My mind could be particularly cruel. It created the Toilet Witch. She looked much like any other witch — long nose, green skin and warts — but was unusual in one regard. She lived just below the toilet bowl. The flush was her doorbell. When summoned, she would emerge and pull children down into her underworld. I got in the habit of opening the door before I flushed, and then sprinting from the bathroom like a hunted animal. 

I now tell stories about the kidnappers and the Toilet Witch. I laugh about them like they were silly juvenile preoccupations.  And they were. But those feelings of terror and anxiety have never left me. They've simply reattached to threats that seem more real to my adult mind. Current fears are always more difficult to discuss than the ones I've pondered, calculated the likeliness of and then moved to their rightful place in my hierarchy of things to fear. For example, the Toilet Witch no longer figures into my schema at all — she's not real, I've learned. And kidnappers appear near the bottom of my list. I'm well past the age of their target group. 

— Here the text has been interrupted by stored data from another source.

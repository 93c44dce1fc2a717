//! Level progression state machine.
//!
//! # Responsibility
//! - Map (current level, reported progress) to an optional tier transition.
//! - Generate the level-completion message surfaced in progress notes.
//!
//! # Invariants
//! - Transitions fire only at exactly the completion threshold on a
//!   non-terminal tier.
//! - The terminal tier never transitions; reported progress persists as-is.
//! - Evaluation is pure: no clock, no I/O, no mutation.
//!
//! # See also
//! - docs/architecture/progression.md

use crate::model::skill::{SkillLevel, PROGRESS_MAX};

/// Outcome of a level evaluation that crossed the completion threshold.
#[derive(Debug, Clone, PartialEq, Eq)]
pub struct LevelTransition {
    /// Tier the skill advances to.
    pub new_level: SkillLevel,
    /// Whether numeric progress restarts at 0 at the new tier.
    pub progress_reset: bool,
    /// Congratulatory message naming the completed tier.
    pub message: String,
}

/// Evaluates whether a reported progress value advances the skill's tier.
///
/// # Contract
/// - `None` while `progress < 100`: the skill records the new value at its
///   current tier and nothing else changes.
/// - `Some(transition)` at `progress == 100` on a non-terminal tier;
///   `progress_reset` is always `true` there.
/// - `None` at `progress == 100` on the terminal tier; the value persists at
///   100 with no further tier to reach.
pub fn evaluate(current: SkillLevel, progress: u8) -> Option<LevelTransition> {
    if progress < PROGRESS_MAX {
        return None;
    }
    let next = current.next()?;
    Some(LevelTransition {
        new_level: next,
        progress_reset: true,
        message: completion_message(current, next),
    })
}

/// Builds the human-readable completion message for one tier advance.
pub fn completion_message(completed: SkillLevel, next: SkillLevel) -> String {
    format!("Congratulations! You completed the {completed} level and advanced to {next}.")
}
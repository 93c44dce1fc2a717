//! Read-path caching and performance introspection.
//!
//! # Responsibility
//! - Provide the TTL query cache probed before every list/minimal read.
//! - Provide injectable counters backing performance metrics reads.
//!
//! # Invariants
//! - Nothing in this module suspends or touches the network.
//! - Cache faults are invisible to callers; reads degrade to misses.
//!
//! # See also
//! - docs/architecture/caching.md

pub mod metrics;
pub mod query_cache;
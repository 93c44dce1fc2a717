//! CLI smoke entry point.
//!
//! # Responsibility
//! - Provide a minimal executable to verify `skilltrack_core` linkage.
//! - Walk one tracker flow end to end against the in-memory store.

use skilltrack_core::{MemoryStore, QueryCache, SkillTracker, TrackerError, TrackerMetrics};
use std::sync::Arc;

#[tokio::main]
async fn main() {
    // Why: keep a tiny CLI probe to validate core crate wiring independently
    // from Flutter/FFI runtime setup.
    println!("skilltrack_core ping={}", skilltrack_core::ping());
    println!("skilltrack_core version={}", skilltrack_core::core_version());

    if let Err(err) = run_smoke().await {
        eprintln!("smoke flow failed: {err}");
        std::process::exit(1);
    }
}

async fn run_smoke() -> Result<(), TrackerError> {
    let tracker = SkillTracker::new(
        MemoryStore::new(),
        QueryCache::new(),
        Arc::new(TrackerMetrics::default()),
        "local-probe",
    );

    let skill = tracker.add_skill("Guitar", "smoke probe").await?;
    tracker.add_entry(skill.id, "first practice", 1.5).await?;
    tracker.add_progress_update(skill.id, 40).await?;

    let page = tracker.get_skills_paginated(None, None).await?;
    println!(
        "skills={} user_streak={}",
        page.len(),
        tracker.user_streak_today()
    );

    let report = tracker.get_performance_metrics();
    println!(
        "cache_size={} store_calls={} cache_misses={}",
        report.cache.size, report.counters.store_calls, report.counters.cache_misses
    );
    Ok(())
}
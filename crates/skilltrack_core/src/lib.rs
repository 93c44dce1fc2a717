//! Core domain logic for SkillTrack.
//! This crate is the single source of truth for tracking invariants.

pub mod activity;
pub mod cache;
pub mod logging;
pub mod model;
pub mod progression;
pub mod service;
pub mod store;
pub mod streak;

pub use cache::metrics::{MetricsSnapshot, TrackerMetrics};
pub use cache::query_cache::{CacheStats, QueryCache};
pub use logging::{default_log_level, init_logging, logging_status};
pub use model::skill::{
    DiaryEntry, ProgressUpdate, Skill, SkillId, SkillLevel, SkillSummary, PROGRESS_MAX,
};
pub use progression::engine::LevelTransition;
pub use service::tracker::{
    CachedQuery, PerformanceReport, SkillTracker, TrackerError, TrackerResult,
};
pub use store::memory::MemoryStore;
pub use store::skill_store::{
    NewEntry, NewProgressUpdate, NewSkill, SkillPatch, SkillStore, StoreError, StoreResult,
};

/// Minimal health-check API for early integration.
pub fn ping() -> &'static str {
    "pong"
}

/// Returns the core crate version.
pub fn core_version() -> &'static str {
    env!("CARGO_PKG_VERSION")
}
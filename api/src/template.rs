use crate::domain::NewsletterDocument;
use handlebars::{Handlebars, RenderError, TemplateError};

const NEWSLETTER_TEMPLATE_NAME: &str = "newsletter";

/// The page served at `/`. Registered once at start-up, rendered on every request.
pub struct NewsletterTemplate {
    registry: Handlebars<'static>,
}

impl NewsletterTemplate {
    pub fn new() -> Result<Self, TemplateError> {
        Self::from_source(include_str!("../templates/newsletter.hbs"))
    }

    pub fn from_source(source: &str) -> Result<Self, TemplateError> {
        let mut registry = Handlebars::new();
        // A field the document does not have is a bug, not an empty string.
        registry.set_strict_mode(true);
        registry.register_template_string(NEWSLETTER_TEMPLATE_NAME, source)?;

        Ok(Self { registry })
    }

    pub fn render(&self, document: &NewsletterDocument) -> Result<String, RenderError> {
        self.registry.render(NEWSLETTER_TEMPLATE_NAME, document)
    }
}
mod telemetry;

pub use crate::telemetry::*;
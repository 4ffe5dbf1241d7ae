use crate::helpers::{spawn_app, spawn_app_refreshing_every};
use std::time::Duration;

#[tokio::test]
async fn newsletter_data_returns_json() {
    // Arrange
    let app = spawn_app().await;

    // Act
    let response = app.get_newsletter_data().await;

    // Assert
    assert_eq!(200, response.status().as_u16());
    let content_type = response.headers()["content-type"].to_str().unwrap();
    assert_eq!(content_type, "application/json");
}

#[tokio::test]
async fn newsletter_data_has_every_section_populated() {
    // Arrange
    let app = spawn_app().await;

    // Act
    let response = app.get_newsletter_data().await;
    let json: serde_json::Value = response.json().await.unwrap();

    // Assert
    for section in [
        "header",
        "title",
        "mainArticle",
        "leftColumn",
        "rightColumn",
        "comicSection",
        "contributeSection",
    ] {
        assert!(!json[section].is_null(), "{} is missing", section);
    }
    assert_eq!(json["title"], "Old County Times");
    assert!(json["header"]["edition"]
        .as_str()
        .unwrap()
        .starts_with("Edition nº "));
    assert!(!json["mainArticle"]["imageCaption"].as_str().unwrap().is_empty());
    assert!(!json["rightColumn"]["jokeLines"].as_array().unwrap().is_empty());
}

#[tokio::test]
async fn the_same_issue_is_served_until_the_next_refresh() {
    // Arrange
    let app = spawn_app().await;

    // Act
    let first = app.get_newsletter_document().await;
    let second = app.get_newsletter_document().await;

    // Assert
    assert_eq!(first, second);
}

#[tokio::test]
async fn a_new_issue_is_served_after_the_refresh_interval() {
    // Arrange
    let app = spawn_app_refreshing_every(1).await;
    let first = app.get_newsletter_document().await;

    // Act - the content is random, so poll until a refresh shows up
    let mut refreshed = false;
    for _ in 0..20 {
        tokio::time::sleep(Duration::from_millis(500)).await;
        // Deserializing checks the schema on every response
        let current = app.get_newsletter_document().await;
        assert_eq!(current.title, "Old County Times");
        assert!(current.header.edition.starts_with("Edition nº "));
        assert!(!current.right_column.joke_lines.is_empty());
        if current != first {
            refreshed = true;
            break;
        }
    }

    // Assert
    assert!(refreshed, "No new issue was published within 10 seconds");
}
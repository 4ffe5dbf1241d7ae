mod content_generator;
pub mod content_pools;
mod document_store;
mod newsletter_document;

pub use crate::domain::content_generator::{pick, random_date, ContentGenerator, NewsletterDate};
pub use crate::domain::content_pools::JokeRecord;
pub use crate::domain::document_store::DocumentStore;
pub use crate::domain::newsletter_document::{
    Article, Column, ComicSection, ContributeSection, Header, NewsletterDocument, RightColumn,
};
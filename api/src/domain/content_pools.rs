//! The canned text every issue is assembled from.
//!
//! Every pool is a non-empty literal. Nothing here changes at runtime.

pub const NEWSLETTER_TITLE: &str = "Old County Times";

pub const MAIN_ARTICLE_TITLES: [&str; 5] = [
    "The monthly meeting rocked",
    "Quarterly review exceeds expectations",
    "Team building event brings everyone together",
    "New office policies announced",
    "Company picnic scheduled for next month",
];

pub const MAIN_ARTICLE_CONTENTS: [&str; 5] = [
    "As with (almost) every last Friday of the month, we had our typical monthly meeting with the entire team. We received the sad news that, this month, the sales target — probably — will not be met. It was also announced that our 30th branch will open next month. Our CEO announced that with the arrival of the 50 new employees, the amount of coffee consumed increased slightly.",
    "The quarterly numbers are in and they show remarkable progress across all departments. Employee satisfaction surveys indicate a 15% improvement over last quarter. The new coffee machine in the break room has been particularly well-received by the team.",
    "Last Friday's team building activities brought together employees from all departments for a day of collaboration and fun. The escape room challenge was won by the marketing team, while the accounting department dominated the trivia contest.",
    "Management has announced several new policies aimed at improving work-life balance. The new flexible working hours policy will take effect next month, along with the introduction of casual Fridays.",
    "Save the date! Our annual company picnic has been scheduled for the last Saturday of next month. There will be games, food, and prizes for the whole family. RSVP deadline is two weeks from today.",
];

pub const LEFT_COLUMN_TITLES: [&str; 5] = [
    "\"We want broccoli pie!\"",
    "\"Coffee machine needs fixing!\"",
    "\"More parking spaces needed!\"",
    "\"Bring back pizza Fridays!\"",
    "\"Office temperature too cold!\"",
];

pub const LEFT_COLUMN_CONTENTS: [&str; 5] = [
    "Popular outcry was not silenced. But the broccoli pie protest came to a sad end. Informants claim that the result of the party at the office last Friday (26) was not friendly at all. Instead of the broccoli pie, the delivery lady brought chicken pie. The team's vegans, who currently make up 95% of the people, were disappointed.",
    "The office coffee machine has been acting up again, producing what can only be described as 'brown water' instead of coffee. Facilities management has promised a replacement by next week, but employees remain skeptical.",
    "With the recent hiring spree, the parking lot has become a battleground. Employees are arriving earlier just to secure a spot. Management is considering renting additional spaces across the street.",
    "The beloved pizza Friday tradition was discontinued last month due to budget constraints. A petition with over 200 signatures has been submitted to management requesting its return.",
    "The ongoing thermostat wars continue as employees bundle up in winter coats while working. The facilities team claims the temperature is 'optimal,' but the evidence suggests otherwise.",
];

/// A joke's setup line and the dialogue that follows it. The lines always travel together.
#[derive(Debug, Clone, Copy, PartialEq, Eq)]
pub struct JokeRecord {
    pub setup: &'static str,
    pub lines: &'static [&'static str],
}

pub const JOKES: [JokeRecord; 3] = [
    JokeRecord {
        setup: "At the cinema box office:",
        lines: &[
            "— Two tickets, please.",
            "— Is it for Romeo and Juliet?",
            "— No, it's for me and my girlfriend.",
        ],
    },
    JokeRecord {
        setup: "At the office printer:",
        lines: &[
            "— Why won't this print?",
            "— Did you try turning it off and on?",
            "— Yes, my computer is working fine.",
        ],
    },
    JokeRecord {
        setup: "In the break room:",
        lines: &[
            "— Is the coffee fresh?",
            "— Define fresh.",
            "— Made this century?",
        ],
    },
];

pub const JOKE_COLUMN_TITLE: &str = "Joke of the month";

pub const JOKE_COLUMN_NOTE: &str = "Note: For contributions to the jokes column, send your suggestion to humor@ourcompany.com.br (we will need it).";

pub const COMIC_SECTION_TITLE: &str = "Comic strip of the month";

pub const COMIC_SECTION_CAPTION: &str =
    "Caption: Special thanks to Bia Franzoli for their amazing newspaper design inspiration";

pub const CONTRIBUTE_SECTION_TITLE: &str = "Contribute to Old County Times";

pub const CONTRIBUTE_SECTION_PARAGRAPHS: [&str; 2] = [
    "Tell us about everyday events at the company: we accept reports, images, jokes and whatever else your creativity allows. Share with us the achievements and defeats in your area so that we can always be together on this journey.",
    "Note: All contributions will be selected and evaluated by a mediator before entering the next edition.",
];

pub const WEEKDAYS: [&str; 5] = ["Monday", "Tuesday", "Wednesday", "Thursday", "Friday"];

pub const MONTHS: [&str; 12] = [
    "January",
    "February",
    "March",
    "April",
    "May",
    "June",
    "July",
    "August",
    "September",
    "October",
    "November",
    "December",
];

/// Every date in the paper falls in this year.
pub const PUBLICATION_YEAR: u16 = 2014;

/// Highest day-of-month ever printed, so every month is valid.
pub const LAST_PRINTED_DAY: u8 = 28;

pub const HIGHEST_EDITION: u32 = 100;
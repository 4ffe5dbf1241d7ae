use old_county_times::configuration::get_configuration;
use old_county_times::startup::Application;
use telemetry::{get_subscriber, init_subscriber};

#[actix_web::main]
async fn main() -> anyhow::Result<()> {
    let configuration = get_configuration()?;

    let subscriber = get_subscriber(
        configuration.telemetry.service_name.clone(),
        configuration.telemetry.log_level.clone(),
        std::io::stdout,
    );
    init_subscriber(subscriber);

    let application = Application::build(configuration).await?;

    application.run_until_stopped().await?;

    Ok(())
}
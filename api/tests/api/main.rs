mod health_check;
mod helpers;
mod newsletter_data;
mod newsletter_page;
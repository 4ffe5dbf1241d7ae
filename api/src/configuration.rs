use serde::Deserialize;
use std::time::Duration;
use telemetry::TelemetrySettings;

#[derive(Deserialize, Clone)]
pub struct Settings {
    pub application: ApplicationSettings,
    pub newsletter: NewsletterSettings,
    pub telemetry: TelemetrySettings,
}

#[derive(Deserialize, Clone)]
pub struct ApplicationSettings {
    pub port: u16,
    pub host: String,
    pub static_dir: String,
}

#[derive(Deserialize, Clone)]
pub struct NewsletterSettings {
    pub refresh_interval_seconds: u64,
}

impl NewsletterSettings {
    pub fn refresh_interval(&self) -> Duration {
        Duration::from_secs(self.refresh_interval_seconds)
    }

    /// The refresh interval, provided the refresh loop can actually schedule it.
    pub fn checked_refresh_interval(&self) -> Result<Duration, anyhow::Error> {
        let interval = self.refresh_interval();
        anyhow::ensure!(
            !interval.is_zero(),
            "newsletter.refresh_interval_seconds must be greater than zero"
        );
        anyhow::ensure!(
            tokio::time::Instant::now().checked_add(interval).is_some(),
            "newsletter.refresh_interval_seconds ({}) is too large to schedule",
            self.refresh_interval_seconds
        );
        Ok(interval)
    }
}

pub fn get_configuration() -> Result<Settings, config::ConfigError> {
    let base_path = std::env::current_dir()
        .map_err(|e| config::ConfigError::Foreign(Box::new(e)))?;

    let configuration_directory = base_path.join("configuration");

    let environment: Environment = std::env::var("APP_ENVIRONMENT")
        .unwrap_or_else(|_| "local".into())
        .try_into()
        .map_err(config::ConfigError::Message)?;

    let environment_filename = format!("{}.yaml", environment.as_str());

    // Init configuration reader
    let settings = config::Config::builder()
        .add_source(config::File::from(
            configuration_directory.join("base.yaml"),
        ))
        .add_source(config::File::from(
            configuration_directory.join(environment_filename),
        ))
        // Add in settings from environment variables (with a prefix of APP and '__' as separator)
        // E.g. `APP_APPLICATION__PORT=5001 would set `Settings.application.port`
        .add_source(
            config::Environment::with_prefix("APP")
                .prefix_separator("_")
                .separator("__"),
        )
        .build()?;

    settings.try_deserialize::<Settings>()
}

#[derive(Debug)]
pub enum Environment {
    Local,
    Production,
}

impl Environment {
    pub fn as_str(&self) -> &'static str {
        match self {
            Environment::Local => "local",
            Environment::Production => "production",
        }
    }
}

impl TryFrom<String> for Environment {
    type Error = String;

    fn try_from(value: String) -> Result<Self, Self::Error> {
        match value.to_lowercase().as_str() {
            "local" => Ok(Self::Local),
            "production" => Ok(Self::Production),
            other => Err(format!(
                "{} is not a supported environment. Use either local or production",
                other
            )),
        }
    }
}
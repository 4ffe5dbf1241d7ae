pub mod configuration;
pub mod domain;
pub mod refresh;
pub mod routes;
pub mod startup;
pub mod template;
pub mod utils;
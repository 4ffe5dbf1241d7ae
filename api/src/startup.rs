use crate::configuration::Settings;
use crate::domain::{ContentGenerator, DocumentStore};
use crate::refresh::spawn_refresh_loop;
use crate::routes::{health_check, home, newsletter_data};
use crate::template::NewsletterTemplate;
use actix_files::Files;
use actix_web::dev::{Server, Service};
use actix_web::http::header::{HeaderName, HeaderValue};
use actix_web::web::Data;
use actix_web::{web, App, HttpMessage, HttpServer};
use anyhow::Context;
use std::net::TcpListener;
use std::path::PathBuf;
use std::sync::Arc;
use telemetry::CustomLevelRootSpanBuilder;
use tracing_actix_web::{RequestId, TracingLogger};

pub struct Application {
    port: u16,
    server: Server,
}

impl Application {
    /// Publish the first issue, start the refresh loop and bind the HTTP listener.
    pub async fn build(configuration: Settings) -> Result<Self, anyhow::Error> {
        let refresh_interval = configuration.newsletter.checked_refresh_interval()?;

        let template =
            NewsletterTemplate::new().context("Failed to register the newsletter template")?;

        let generator = ContentGenerator::default();
        let store = Arc::new(DocumentStore::new(generator.generate()));
        spawn_refresh_loop(Arc::clone(&store), generator, refresh_interval);

        let listener = TcpListener::bind(format!(
            "{}:{}",
            configuration.application.host, configuration.application.port
        ))
        .context("Failed to bind the HTTP listener")?;

        let port = listener.local_addr()?.port();
        tracing::info!(port, "Old County Times is listening");

        let server = run(
            listener,
            store,
            template,
            PathBuf::from(configuration.application.static_dir),
        )?;

        Ok(Self { server, port })
    }

    pub fn port(&self) -> u16 {
        self.port
    }

    pub async fn run_until_stopped(self) -> Result<(), std::io::Error> {
        self.server.await
    }
}

pub fn run(
    listener: TcpListener,
    store: Arc<DocumentStore>,
    template: NewsletterTemplate,
    static_dir: PathBuf,
) -> Result<Server, std::io::Error> {
    let store = Data::from(store);
    let template = Data::new(template);

    let server = HttpServer::new(move || {
        App::new()
            .wrap_fn(|req, srv| {
                let request_id = req.extensions().get::<RequestId>().copied();
                let res = srv.call(req);
                async move {
                    let mut res = res.await?;
                    if let Some(request_id) = request_id {
                        res.headers_mut().insert(
                            HeaderName::from_static("x-request-id"),
                            // this unwrap never fails, since UUIDs are valid ASCII strings
                            HeaderValue::from_str(&request_id.to_string()).unwrap(),
                        );
                    }
                    Ok(res)
                }
            })
            .wrap(TracingLogger::<CustomLevelRootSpanBuilder>::new())
            .route("/", web::get().to(home))
            .route("/api/newsletter-data", web::get().to(newsletter_data))
            .route("/health_check", web::get().to(health_check))
            .service(Files::new("/js", static_dir.join("js")))
            .service(Files::new("/img", static_dir.join("img")))
            .app_data(store.clone())
            .app_data(template.clone())
    })
    .listen(listener)?
    .run();

    Ok(server)
}
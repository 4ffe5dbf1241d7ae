use crate::domain::DocumentStore;
use crate::routes::newsletter::NewsletterError;
use actix_web::{http::header::ContentType, web, HttpResponse};

#[tracing::instrument(name = "Serve newsletter data", skip(store))]
pub async fn newsletter_data(
    store: web::Data<DocumentStore>,
) -> Result<HttpResponse, NewsletterError> {
    let document = store.current();
    let body = serde_json::to_string(document.as_ref()).map_err(|e| {
        tracing::error!(error.message = %e, "Failed to serialize newsletter data");
        NewsletterError::Encode(e)
    })?;

    Ok(HttpResponse::Ok()
        .content_type(ContentType::json())
        .body(body))
}
mod health_check;
mod newsletter;

pub use health_check::*;
pub use newsletter::*;
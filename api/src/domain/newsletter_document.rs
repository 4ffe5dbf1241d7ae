use serde::{Deserialize, Serialize};

/// One complete issue of the newsletter, as served by `/` and `/api/newsletter-data`.
///
/// Documents are built wholesale by the [`ContentGenerator`](crate::domain::ContentGenerator)
/// and never mutated afterwards.
#[derive(Debug, Clone, PartialEq, Eq, Serialize, Deserialize)]
#[serde(rename_all = "camelCase")]
pub struct NewsletterDocument {
    pub header: Header,
    pub title: String,
    pub main_article: Article,
    pub left_column: Column,
    pub right_column: RightColumn,
    pub comic_section: ComicSection,
    pub contribute_section: ContributeSection,
}

#[derive(Debug, Clone, PartialEq, Eq, Serialize, Deserialize)]
pub struct Header {
    pub edition: String,
    pub date: String,
}

#[derive(Debug, Clone, PartialEq, Eq, Serialize, Deserialize)]
#[serde(rename_all = "camelCase")]
pub struct Article {
    pub title: String,
    pub content: String,
    pub image_caption: String,
}

#[derive(Debug, Clone, PartialEq, Eq, Serialize, Deserialize)]
pub struct Column {
    pub title: String,
    pub content: String,
}

/// The joke column. `content` holds the joke's setup line.
#[derive(Debug, Clone, PartialEq, Eq, Serialize, Deserialize)]
#[serde(rename_all = "camelCase")]
pub struct RightColumn {
    pub title: String,
    pub content: String,
    pub joke_lines: Vec<String>,
    pub note: String,
}

#[derive(Debug, Clone, PartialEq, Eq, Serialize, Deserialize)]
pub struct ComicSection {
    pub title: String,
    pub caption: String,
}

#[derive(Debug, Clone, PartialEq, Eq, Serialize, Deserialize)]
pub struct ContributeSection {
    pub title: String,
    pub paragraphs: Vec<String>,
}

What's more difficult for me to discuss are the fears that have replaced those earlier ones. At 29, I'm afraid of discovering that my mind is in fact vacuous and of dying from suffocation. Both are tied to real experiences. As an asthmatic, I've had horrible, sleepless nights where I simply could not get enough air. The vice grip around my chest would not ease. I know that sweaty terror, but have always rebounded. I'm afraid that one day, especially when my body is old and weak, I  won't.

But my greatest fear lies in the suspicion that my mind is dull. This figures into the trouble I have starting big writing projects. I worry that I'll get halfway into the project and find out that I actually have nothing interesting or original to say. This anxiety drives me to avoid writing. It sends me in search of distractions like Facebook. It's the voice that tells me when I get home from work to be satisfied with just watching a movie and going to bed. 

I realize that fear will find me no matter what. It finds me in adulthood and in the world of my dreams. I think it finds everyone. It's customized. For me, it takes great courage to pick up a pen. I confront fear with every sentence I start that I don't know how to finish.